Sorry if this is teaching you to suck eggs....
An image contains a certain number of pixels, x by y, so long as you don't upsample (expand the image and create extra pixels) or downsample (condense the image into fewer pixels).
The resolution is simply a factor of the number of pixels in the image divided by the size you choose the image to be displayed or printed at. Or, equally, the size of the images is simply how many pixels it contains divided by the resolution you set.
On screen, if you zoom in or out you change the resolution. So by setting the resolution for display on screen you simply define how big it will be displayed but as soon as you change the size (by dragging a bounding box or zooming in, etc) you also change the resolution - but it has no effect on the content of the image.

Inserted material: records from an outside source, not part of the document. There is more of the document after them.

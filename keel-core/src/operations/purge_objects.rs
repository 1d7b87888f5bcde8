use crate::Result;
use crate::clock::Clock;
use crate::cluster::{ClusterConfig, HolderRelease, ManifestStore, ObjectLocks};
use crate::storage::BlobObjects;
use std::sync::Arc;

/// Removes this node's copy of tombstoned objects once their grace period
/// has elapsed. The last holder to leave removes the manifest.
#[derive(Clone)]
pub struct PurgeObjectsOperation {
    config: ClusterConfig,
    local: Arc<dyn BlobObjects>,
    manifests: Arc<ManifestStore>,
    locks: Arc<ObjectLocks>,
    clock: Arc<dyn Clock>,
}

#[derive(Debug, Clone, Default)]
pub struct PurgeObjectsOperationResult {
    pub purged: usize,
    pub pending: usize,
    pub removed_manifests: usize,
    pub errors: Vec<String>,
}

impl PurgeObjectsOperation {
    pub fn new(
        config: ClusterConfig,
        local: Arc<dyn BlobObjects>,
        manifests: Arc<ManifestStore>,
        locks: Arc<ObjectLocks>,
        clock: Arc<dyn Clock>,
    ) -> Self {
        Self {
            config,
            local,
            manifests,
            locks,
            clock,
        }
    }

    pub async fn run(&self) -> Result<PurgeObjectsOperationResult> {
        let mut result = PurgeObjectsOperationResult::default();
        let now = self.clock.now();
        let local_id = self.config.peer_id.as_str();

        for manifest in self.manifests.list().await? {
            if !manifest.tombstoned {
                continue;
            }
            if !manifest.grace_elapsed(now, self.config.grace_period) {
                result.pending += 1;
                continue;
            }

            let _guard = self.locks.lock(&manifest.sha512).await;

            let has_local = match self.local.blob_envelope(&manifest.sha512).await {
                Ok(_) => true,
                Err(error) if error.is_not_found() => false,
                Err(error) => {
                    result
                        .errors
                        .push(format!("{}: {}", manifest.sha512, error));
                    continue;
                }
            };
            if !has_local && !manifest.is_holder(local_id) {
                continue;
            }

            let release = match self.manifests.release_holder(&manifest.sha512, local_id).await {
                Ok(release) => release,
                Err(error) => {
                    result
                        .errors
                        .push(format!("{}: {}", manifest.sha512, error));
                    continue;
                }
            };

            match release {
                HolderRelease::Skipped => {
                    tracing::debug!(
                        "Object was rewritten after delete, keeping: sha512={}",
                        manifest.sha512
                    );
                    continue;
                }
                HolderRelease::ManifestRemoved => result.removed_manifests += 1,
                HolderRelease::Released | HolderRelease::Missing => {}
            }

            if has_local {
                match self.local.delete_blob(&manifest.sha512).await {
                    Ok(()) => {
                        tracing::info!("Purged object: sha512={}", manifest.sha512);
                        result.purged += 1;
                    }
                    Err(error) if error.is_not_found() => {}
                    Err(error) => {
                        result
                            .errors
                            .push(format!("{}: {}", manifest.sha512, error));
                    }
                }
            }
        }

        Ok(result)
    }
}
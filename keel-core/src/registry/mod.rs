//! Metadata backend for peer records and replication manifests
//!
//! A generic key/value store with a per-key compare-and-swap. Every
//! read-modify-write in the cluster goes through [`update_record`], which
//! retries on conflict with a fresh read.

pub mod factory;
pub mod memory;
pub mod sqlite;

use crate::error::{KeelError, Result};
use async_trait::async_trait;
use serde::Serialize;
use serde::de::DeserializeOwned;

pub use factory::BackendBuilder;
pub use memory::MemoryBackend;
pub use sqlite::SqliteBackend;

pub const PEER_KEY_PREFIX: &str = "peer/";
pub const OBJECT_KEY_PREFIX: &str = "object/";

pub fn peer_key(peer_id: &str) -> String {
    format!("{}{}", PEER_KEY_PREFIX, peer_id)
}

pub fn object_key(sha512: &str) -> String {
    format!("{}{}", OBJECT_KEY_PREFIX, sha512)
}

/// A stored value together with the version a CAS must present to replace it.
#[derive(Debug, Clone, PartialEq, Eq)]
pub struct Versioned {
    pub value: Vec<u8>,
    pub version: u64,
}

#[async_trait]
pub trait MetadataBackend: Send + Sync {
    async fn get(&self, key: &str) -> Result<Option<Versioned>>;

    /// All entries whose key starts with `prefix`, ordered by key.
    async fn list(&self, prefix: &str) -> Result<Vec<(String, Versioned)>>;

    /// Replaces the value at `key` only if its current version equals
    /// `expected_version` (`None` means the key must be absent). A `None`
    /// value deletes the key. Returns false when the expectation failed.
    async fn compare_and_swap(
        &self,
        key: &str,
        expected_version: Option<u64>,
        new_value: Option<Vec<u8>>,
    ) -> Result<bool>;
}

/// Outcome of an update closure passed to [`update_record`].
#[derive(Debug, Clone, PartialEq, Eq)]
pub enum RecordUpdate<T> {
    Put(T),
    Delete,
    Keep,
}

pub async fn get_record<T: DeserializeOwned>(
    backend: &dyn MetadataBackend,
    key: &str,
) -> Result<Option<T>> {
    match backend.get(key).await? {
        Some(entry) => Ok(Some(serde_json::from_slice(&entry.value)?)),
        None => Ok(None),
    }
}

/// Decodes every entry under `prefix`. Undecodable entries are skipped.
pub async fn list_records<T: DeserializeOwned>(
    backend: &dyn MetadataBackend,
    prefix: &str,
) -> Result<Vec<(String, T)>> {
    let entries = backend.list(prefix).await?;
    let mut records = Vec::with_capacity(entries.len());

    for (key, entry) in entries {
        match serde_json::from_slice(&entry.value) {
            Ok(record) => records.push((key, record)),
            Err(error) => {
                tracing::warn!("Skipping undecodable record: key={} error={}", key, error);
            }
        }
    }

    Ok(records)
}

/// Bounded optimistic read-modify-write of one JSON record.
///
/// `update` sees the freshest decoded value on every attempt and must be
/// free of side effects. Returns the record as it stands after the call.
pub async fn update_record<T, F>(
    backend: &dyn MetadataBackend,
    key: &str,
    max_attempts: usize,
    mut update: F,
) -> Result<Option<T>>
where
    T: Serialize + DeserializeOwned,
    F: FnMut(Option<T>) -> Result<RecordUpdate<T>>,
{
    for _ in 0..max_attempts.max(1) {
        let current = backend.get(key).await?;
        let expected_version = current.as_ref().map(|entry| entry.version);
        let decoded = match &current {
            Some(entry) => Some(serde_json::from_slice::<T>(&entry.value)?),
            None => None,
        };

        match update(decoded)? {
            RecordUpdate::Keep => {
                return match current {
                    Some(entry) => Ok(Some(serde_json::from_slice(&entry.value)?)),
                    None => Ok(None),
                };
            }
            RecordUpdate::Put(record) => {
                let encoded = serde_json::to_vec(&record)?;
                if backend
                    .compare_and_swap(key, expected_version, Some(encoded))
                    .await?
                {
                    return Ok(Some(record));
                }
            }
            RecordUpdate::Delete => {
                if expected_version.is_none() {
                    return Ok(None);
                }
                if backend.compare_and_swap(key, expected_version, None).await? {
                    return Ok(None);
                }
            }
        }

        tracing::debug!("CAS conflict, retrying: key={}", key);
    }

    Err(KeelError::Conflict {
        key: key.to_string(),
        attempts: max_attempts.max(1),
    })
}
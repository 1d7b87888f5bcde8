use crate::Result;
use crate::cluster::ManifestStore;
use crate::storage::Envelope;
use std::sync::Arc;

#[derive(Clone)]
pub struct ListBlobsOperation {
    manifests: Arc<ManifestStore>,
}

#[derive(Debug, Clone)]
pub struct ListBlobsOperationResult {
    pub items: Vec<Envelope>,
}

impl ListBlobsOperation {
    pub fn new(manifests: Arc<ManifestStore>) -> Self {
        Self { manifests }
    }

    pub async fn run(&self) -> Result<ListBlobsOperationResult> {
        let mut items: Vec<Envelope> = self
            .manifests
            .list()
            .await?
            .into_iter()
            .filter(|manifest| !manifest.tombstoned)
            .map(|manifest| Envelope {
                sha512: manifest.sha512,
                size_bytes: manifest.size_bytes,
                created_at: manifest.created_at,
            })
            .collect();
        items.sort_by(|left, right| left.sha512.cmp(&right.sha512));

        Ok(ListBlobsOperationResult { items })
    }
}
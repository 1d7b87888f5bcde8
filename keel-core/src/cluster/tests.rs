use super::*;
use crate::clock::ManualClock;
use crate::membership::{MembershipChange, PeerRecord};
use crate::operations::BlobSource;
use crate::registry::{MemoryBackend, MetadataBackend, peer_key};
use crate::storage::{
    BlobObjects, BlobReader, ByteRange, Envelope, FsBlobStore, compute_hash, read_all,
    reader_from_bytes,
};
use crate::{KeelError, Result};
use async_trait::async_trait;
use std::collections::{BTreeSet, HashMap};
use std::sync::{Arc, Mutex};
use std::time::{Duration, Instant};
use tempfile::TempDir;
use tokio::sync::{Notify, broadcast, watch};

const HEARTBEAT: Duration = Duration::from_millis(100);
const GRACE: Duration = Duration::from_secs(60);

type Handles = Arc<Mutex<HashMap<String, Arc<dyn BlobObjects>>>>;

/// Hands out the other nodes' peer endpoints directly, standing in for the
/// internal HTTP protocol. Nodes removed from the map are unreachable.
struct MapConnector {
    handles: Handles,
}

#[async_trait]
impl PeerConnector for MapConnector {
    async fn connect(&self, peer: &PeerRecord) -> Result<Arc<dyn BlobObjects>> {
        let handles = self.handles.lock().unwrap();
        handles
            .get(&peer.id)
            .cloned()
            .ok_or_else(|| KeelError::Unavailable(format!("peer {} is offline", peer.id)))
    }
}

struct PanicConnector;

#[async_trait]
impl PeerConnector for PanicConnector {
    async fn connect(&self, peer: &PeerRecord) -> Result<Arc<dyn BlobObjects>> {
        panic!("a lone node must never contact peers, asked for {}", peer.id);
    }
}

#[derive(Clone, Copy)]
enum Fault {
    /// Never answers within any test timeout.
    Stall,
    /// Serves bytes that do not match the requested hash.
    Corrupt,
}

/// A peer handle that misbehaves in one way and otherwise forwards.
struct FaultyPeer {
    inner: Arc<dyn BlobObjects>,
    fault: Fault,
}

#[async_trait]
impl BlobObjects for FaultyPeer {
    async fn write_blob(
        &self,
        body: BlobReader,
        expected_sha512: Option<&str>,
    ) -> Result<Envelope> {
        if let Fault::Stall = self.fault {
            tokio::time::sleep(Duration::from_secs(60)).await;
        }
        self.inner.write_blob(body, expected_sha512).await
    }

    async fn open_blob(&self, sha512: &str, range: Option<ByteRange>) -> Result<BlobReader> {
        match self.fault {
            Fault::Stall => {
                tokio::time::sleep(Duration::from_secs(60)).await;
                self.inner.open_blob(sha512, range).await
            }
            Fault::Corrupt => Ok(reader_from_bytes("not what was asked for")),
        }
    }

    async fn blob_envelope(&self, sha512: &str) -> Result<Envelope> {
        self.inner.blob_envelope(sha512).await
    }

    async fn delete_blob(&self, sha512: &str) -> Result<()> {
        self.inner.delete_blob(sha512).await
    }

    async fn list_blobs(&self) -> Result<Vec<Envelope>> {
        self.inner.list_blobs().await
    }
}

/// Local store whose removals block until `release` is notified.
struct GatedDeletes {
    inner: Arc<dyn BlobObjects>,
    entered: Arc<Notify>,
    release: Arc<Notify>,
}

#[async_trait]
impl BlobObjects for GatedDeletes {
    async fn write_blob(
        &self,
        body: BlobReader,
        expected_sha512: Option<&str>,
    ) -> Result<Envelope> {
        self.inner.write_blob(body, expected_sha512).await
    }

    async fn open_blob(&self, sha512: &str, range: Option<ByteRange>) -> Result<BlobReader> {
        self.inner.open_blob(sha512, range).await
    }

    async fn blob_envelope(&self, sha512: &str) -> Result<Envelope> {
        self.inner.blob_envelope(sha512).await
    }

    async fn delete_blob(&self, sha512: &str) -> Result<()> {
        self.entered.notify_one();
        self.release.notified().await;
        self.inner.delete_blob(sha512).await
    }

    async fn list_blobs(&self) -> Result<Vec<Envelope>> {
        self.inner.list_blobs().await
    }
}

struct TestCluster {
    backend: Arc<MemoryBackend>,
    clock: ManualClock,
    handles: Handles,
    dirs: Vec<TempDir>,
}

impl TestCluster {
    fn new() -> Self {
        Self {
            backend: Arc::new(MemoryBackend::new()),
            clock: ManualClock::default(),
            handles: Arc::new(Mutex::new(HashMap::new())),
            dirs: Vec::new(),
        }
    }

    fn config(id: &str, write_factor: usize) -> ClusterConfig {
        let mut config = ClusterConfig::new(id, format!("{}.test:19080", id));
        config.write_factor = write_factor;
        config.heartbeat_period = HEARTBEAT;
        config.missed_heartbeats = 2;
        config.grace_period = GRACE;
        config.fetch_interval = HEARTBEAT;
        config.purge_interval = HEARTBEAT;
        config.push_timeout = Duration::from_secs(5);
        config.write_timeout = Duration::from_secs(5);
        config
    }

    fn store(&mut self) -> Arc<dyn BlobObjects> {
        let dir = tempfile::tempdir().unwrap();
        let store = Arc::new(FsBlobStore::new(dir.path().to_path_buf()).unwrap());
        self.dirs.push(dir);
        store
    }

    fn connector(&self) -> Arc<dyn PeerConnector> {
        Arc::new(MapConnector {
            handles: self.handles.clone(),
        })
    }

    fn add_node(&mut self, config: ClusterConfig) -> Arc<BlobCluster> {
        let store = self.store();
        self.build(config, store, self.connector())
    }

    fn add_node_on(
        &mut self,
        config: ClusterConfig,
        store: Arc<dyn BlobObjects>,
    ) -> Arc<BlobCluster> {
        self.build(config, store, self.connector())
    }

    fn add_node_with(
        &mut self,
        config: ClusterConfig,
        connector: Arc<dyn PeerConnector>,
    ) -> Arc<BlobCluster> {
        let store = self.store();
        self.build(config, store, connector)
    }

    fn build(
        &self,
        config: ClusterConfig,
        store: Arc<dyn BlobObjects>,
        connector: Arc<dyn PeerConnector>,
    ) -> Arc<BlobCluster> {
        let id = config.peer_id.clone();
        let backend: Arc<dyn MetadataBackend> = self.backend.clone();
        let cluster =
            BlobCluster::new(config, store, backend, connector, Arc::new(self.clock.clone()))
                .unwrap();
        let endpoint: Arc<dyn BlobObjects> = cluster.endpoint().clone();
        self.handles.lock().unwrap().insert(id, endpoint);
        Arc::new(cluster)
    }

    /// Swaps what other nodes reach when they contact `id`.
    fn replace_peer(&self, id: &str, handle: Arc<dyn BlobObjects>) {
        self.handles.lock().unwrap().insert(id.to_string(), handle);
    }

    fn nodes(&mut self, count: usize, write_factor: usize) -> Vec<Arc<BlobCluster>> {
        (1..=count)
            .map(|index| self.add_node(Self::config(&format!("n{}", index), write_factor)))
            .collect()
    }

    fn take_offline(&self, id: &str) {
        self.handles.lock().unwrap().remove(id);
    }
}

async fn converge(nodes: &[Arc<BlobCluster>]) {
    for node in nodes {
        node.heartbeat().await.unwrap();
    }
    for node in nodes {
        node.scan_peers().await.unwrap();
    }
}

async fn read_object(node: &BlobCluster, sha512: &str) -> Vec<u8> {
    let opened = node.open(sha512, None).await.unwrap();
    read_all(opened.reader).await.unwrap().to_vec()
}

fn holders(ids: &[&str]) -> BTreeSet<String> {
    ids.iter().map(|id| id.to_string()).collect()
}

#[tokio::test]
async fn test_single_node_write_read_delete() {
    let mut cluster = TestCluster::new();
    let node = cluster.add_node_with(TestCluster::config("n1", 1), Arc::new(PanicConnector));
    let data = b"lonely bytes".to_vec();

    let written = node.write(reader_from_bytes(data.clone()), None).await.unwrap();
    assert_eq!(written.envelope.sha512, compute_hash(&data));
    assert_eq!(written.required_replicas, 0);
    assert!(!written.degraded);
    assert_eq!(written.holders, holders(&["n1"]));

    let opened = node.open(&written.envelope.sha512, None).await.unwrap();
    assert_eq!(opened.source, BlobSource::Local);
    assert_eq!(read_all(opened.reader).await.unwrap().as_ref(), data.as_slice());
    assert_eq!(node.list_blobs().await.unwrap(), vec![written.envelope.clone()]);

    node.delete(&written.envelope.sha512).await.unwrap();
    assert!(node.list_blobs().await.unwrap().is_empty());
    // still readable inside the grace period
    assert_eq!(read_object(&node, &written.envelope.sha512).await, data);

    cluster.clock.advance(GRACE + Duration::from_secs(1));
    let error = node.open(&written.envelope.sha512, None).await.err().unwrap();
    assert!(error.is_not_found());

    let purged = node.purge_deleted_objects().await.unwrap();
    assert_eq!(purged.purged, 1);
    assert_eq!(purged.removed_manifests, 1);
    assert!(
        node.local()
            .blob_envelope(&written.envelope.sha512)
            .await
            .unwrap_err()
            .is_not_found()
    );
}

#[tokio::test]
async fn test_replicates_to_write_factor_peers() {
    let mut cluster = TestCluster::new();
    let nodes = cluster.nodes(3, 2);
    converge(&nodes).await;

    let data = b"three way".to_vec();
    let written = nodes[0].write(reader_from_bytes(data.clone()), None).await.unwrap();
    assert_eq!(written.required_replicas, 2);
    assert_eq!(written.committed_replicas, 2);
    assert!(!written.degraded);
    assert_eq!(written.holders, holders(&["n1", "n2", "n3"]));

    for node in &nodes {
        let opened = node.open(&written.envelope.sha512, None).await.unwrap();
        assert_eq!(opened.source, BlobSource::Local);
        assert_eq!(read_all(opened.reader).await.unwrap().as_ref(), data.as_slice());
    }
}

#[tokio::test]
async fn test_fetch_completes_replication() {
    let mut cluster = TestCluster::new();
    let nodes = cluster.nodes(3, 1);
    converge(&nodes).await;

    let written = nodes[0]
        .write(reader_from_bytes(b"fetch me".to_vec()), None)
        .await
        .unwrap();
    assert_eq!(written.holders.len(), 2);

    let mut fetched = 0;
    for node in &nodes {
        fetched += node.fetch_new_objects().await.unwrap().fetched;
    }
    assert_eq!(fetched, 1);

    let manifest = nodes[0].manifest(&written.envelope.sha512).await.unwrap();
    assert_eq!(manifest.holders, holders(&["n1", "n2", "n3"]));
    for node in &nodes {
        assert!(node.local().blob_envelope(&written.envelope.sha512).await.is_ok());
    }

    // a second cycle has nothing left to do
    for node in &nodes {
        let result = node.fetch_new_objects().await.unwrap();
        assert_eq!(result.fetched, 0);
        assert!(result.errors.is_empty());
    }
}
use crate::error::{KeelError, Result};
use crate::storage::objects::{
    BlobObjects, BlobReader, ByteRange, Envelope, is_valid_hash, validate_hash,
};
use async_trait::async_trait;
use chrono::{DateTime, Utc};
use sha2::{Digest, Sha512};
use std::path::{Path, PathBuf};
use tokio::fs;
use tokio::io::{AsyncReadExt, AsyncSeekExt, AsyncWriteExt, SeekFrom};

const COPY_BUFFER_SIZE: usize = 64 * 1024;
const TMP_PREFIX: &str = "tmp.";

/// FsBlobStore keeps whole objects on local disk, addressed by content:
/// `objects/{sha512[0..2]}/{sha512}`.
pub struct FsBlobStore {
    base_path: PathBuf,
}

impl FsBlobStore {
    pub fn new(base_path: PathBuf) -> Result<Self> {
        let objects_dir = base_path.join("objects");
        std::fs::create_dir_all(&objects_dir)?;

        // leftovers of writes interrupted by a crash or a timeout
        for entry in std::fs::read_dir(&objects_dir)? {
            let entry = entry?;
            if entry.file_name().to_string_lossy().starts_with(TMP_PREFIX) {
                if let Err(error) = std::fs::remove_file(entry.path()) {
                    tracing::warn!(
                        "Failed to remove stale temporary object: path={} error={}",
                        entry.path().display(),
                        error
                    );
                }
            }
        }

        Ok(Self { base_path })
    }

    pub fn object_path(&self, sha512: &str) -> Result<PathBuf> {
        validate_hash(sha512)?;
        Ok(self.objects_dir().join(&sha512[..2]).join(sha512))
    }

    fn objects_dir(&self) -> PathBuf {
        self.base_path.join("objects")
    }

    async fn envelope_at(&self, sha512: &str, path: &Path) -> Result<Envelope> {
        let metadata = match fs::metadata(path).await {
            Ok(metadata) => metadata,
            Err(error) if error.kind() == std::io::ErrorKind::NotFound => {
                return Err(KeelError::NotFound(format!("object {}", sha512)));
            }
            Err(error) => return Err(error.into()),
        };

        let created_at: DateTime<Utc> = metadata
            .modified()
            .map(DateTime::<Utc>::from)
            .unwrap_or_else(|_| Utc::now());

        Ok(Envelope {
            sha512: sha512.to_string(),
            size_bytes: metadata.len(),
            created_at,
        })
    }
}

#[async_trait]
impl BlobObjects for FsBlobStore {
    async fn write_blob(
        &self,
        mut body: BlobReader,
        expected_sha512: Option<&str>,
    ) -> Result<Envelope> {
        if let Some(expected) = expected_sha512 {
            validate_hash(expected)?;
        }

        let tmp_path = self
            .objects_dir()
            .join(format!("{}{}", TMP_PREFIX, ulid::Ulid::new()));
        let mut file = fs::File::create(&tmp_path).await?;
        let mut hasher = Sha512::new();
        let mut buf = vec![0u8; COPY_BUFFER_SIZE];

        let copied: Result<()> = async {
            loop {
                let read = body.read(&mut buf).await?;
                if read == 0 {
                    break;
                }
                hasher.update(&buf[..read]);
                file.write_all(&buf[..read]).await?;
            }
            file.sync_all().await?;
            Ok(())
        }
        .await;
        drop(file);

        if let Err(error) = copied {
            let _ = fs::remove_file(&tmp_path).await;
            return Err(error);
        }

        let actual = hex::encode(hasher.finalize());
        if let Some(expected) = expected_sha512
            && expected != actual
        {
            fs::remove_file(&tmp_path).await?;
            return Err(KeelError::HashMismatch {
                expected: expected.to_string(),
                actual,
            });
        }

        let object_path = self.object_path(&actual)?;
        if object_path.exists() {
            fs::remove_file(&tmp_path).await?;
            return self.envelope_at(&actual, &object_path).await;
        }

        if let Some(parent) = object_path.parent() {
            fs::create_dir_all(parent).await?;
        }
        fs::rename(&tmp_path, &object_path).await?;

        self.envelope_at(&actual, &object_path).await
    }

    async fn open_blob(&self, sha512: &str, range: Option<ByteRange>) -> Result<BlobReader> {
        let path = self.object_path(sha512)?;
        let mut file = match fs::File::open(&path).await {
            Ok(file) => file,
            Err(error) if error.kind() == std::io::ErrorKind::NotFound => {
                return Err(KeelError::NotFound(format!("object {}", sha512)));
            }
            Err(error) => return Err(error.into()),
        };

        let Some(range) = range else {
            return Ok(Box::new(file));
        };
        let range = range.resolve(file.metadata().await?.len())?;
        file.seek(SeekFrom::Start(range.start)).await?;
        Ok(Box::new(file.take(range.length())))
    }

    async fn blob_envelope(&self, sha512: &str) -> Result<Envelope> {
        let path = self.object_path(sha512)?;
        self.envelope_at(sha512, &path).await
    }

    async fn delete_blob(&self, sha512: &str) -> Result<()> {
        let path = self.object_path(sha512)?;
        match fs::remove_file(&path).await {
            Ok(()) => Ok(()),
            Err(error) if error.kind() == std::io::ErrorKind::NotFound => {
                Err(KeelError::NotFound(format!("object {}", sha512)))
            }
            Err(error) => Err(error.into()),
        }
    }

    async fn list_blobs(&self) -> Result<Vec<Envelope>> {
        let mut envelopes = Vec::new();
        let mut fanout = fs::read_dir(self.objects_dir()).await?;

        while let Some(dir) = fanout.next_entry().await? {
            if !dir.file_type().await?.is_dir() {
                continue;
            }

            let mut entries = fs::read_dir(dir.path()).await?;
            while let Some(entry) = entries.next_entry().await? {
                let name = entry.file_name().to_string_lossy().to_string();
                if !is_valid_hash(&name) {
                    continue;
                }

                match self.envelope_at(&name, &entry.path()).await {
                    Ok(envelope) => envelopes.push(envelope),
                    // deleted between listing and stat
                    Err(KeelError::NotFound(_)) => continue,
                    Err(error) => return Err(error),
                }
            }
        }

        envelopes.sort_by(|left, right| left.sha512.cmp(&right.sha512));
        Ok(envelopes)
    }
}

Equally if you print (without resampling) at different sizes you end up with different resolution prints.
However, the "resolution" tick box in the Lightroom Print module is actually an instruction to resample your image. So it will either create extra pixels to print or condense the image into fewer pixels. To maintain the relationship described above you need to untick this box completely. If you then tick the dimensions box higher up, the true resolution of your image will be displayed top left.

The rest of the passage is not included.